• WHAT TO DO: In the listing that follows, count the lines that include "request", and answer with the total alone.

Start of EXERCISE DATA

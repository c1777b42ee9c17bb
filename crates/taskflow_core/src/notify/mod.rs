use crate::error::AppError;
use time::OffsetDateTime;

#[cfg(target_os = "linux")]
mod linux;
#[cfg(target_os = "linux")]
pub use linux::LinuxNotifier;

#[cfg(windows)]
mod windows;
#[cfg(windows)]
pub use windows::WindowsNotifier;

mod registry;
pub use registry::{DeliveryFailure, DeliveryOutcome, RegistryDelivery, deliver_due};

pub const DISABLE_ENV_VAR: &str = "TASKFLOW_DISABLE_NOTIFICATIONS";

/// Where reminder scheduling decisions land. Implementations must keep at
/// most one request pending per identifier: scheduling replaces any existing
/// request under the same id rather than appending.
pub trait NotificationDelivery {
    fn schedule_one_shot(
        &mut self,
        id: &str,
        at: OffsetDateTime,
        title: &str,
        body: &str,
    ) -> Result<(), AppError>;

    fn schedule_repeating_daily(
        &mut self,
        id: &str,
        hour: u8,
        minute: u8,
        title: &str,
        body: &str,
    ) -> Result<(), AppError>;

    fn cancel(&mut self, id: &str) -> Result<(), AppError>;
}

/// Shows a notification on screen right now. The scheduling side lives in
/// [`NotificationDelivery`]; this is the platform-facing end used when a
/// pending request comes due.
pub trait Notifier {
    fn show(&self, title: &str, body: &str) -> Result<(), AppError>;
}

pub struct NoopNotifier;

impl Notifier for NoopNotifier {
    fn show(&self, _title: &str, _body: &str) -> Result<(), AppError> {
        Ok(())
    }
}

pub fn notifier_from_env() -> Result<Box<dyn Notifier>, AppError> {
    if std::env::var(DISABLE_ENV_VAR).is_ok() {
        return Ok(Box::new(NoopNotifier));
    }

    match platform_notifier() {
        Ok(notifier) => Ok(notifier),
        Err(err) => match err {
            AppError::InvalidData(_) => Ok(Box::new(NoopNotifier)),
            other => Err(other),
        },
    }
}

/// One-shot permission probe. Denial is persisted by the caller; there is no
/// automatic retry.
pub fn permission_granted() -> bool {
    if std::env::var(DISABLE_ENV_VAR).is_ok() {
        return false;
    }
    platform_notifier().is_ok()
}

#[cfg(target_os = "linux")]
pub fn platform_notifier() -> Result<Box<dyn Notifier>, AppError> {
    Ok(Box::new(LinuxNotifier))
}

#[cfg(windows)]
pub fn platform_notifier() -> Result<Box<dyn Notifier>, AppError> {
    Ok(Box::new(WindowsNotifier))
}

#[cfg(not(any(target_os = "linux", windows)))]
pub fn platform_notifier() -> Result<Box<dyn Notifier>, AppError> {
    Err(AppError::invalid_data(
        "notifications are not supported on this platform",
    ))
}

End of EXERCISE DATA

• ANSWER TO THIS PROBLEM: 3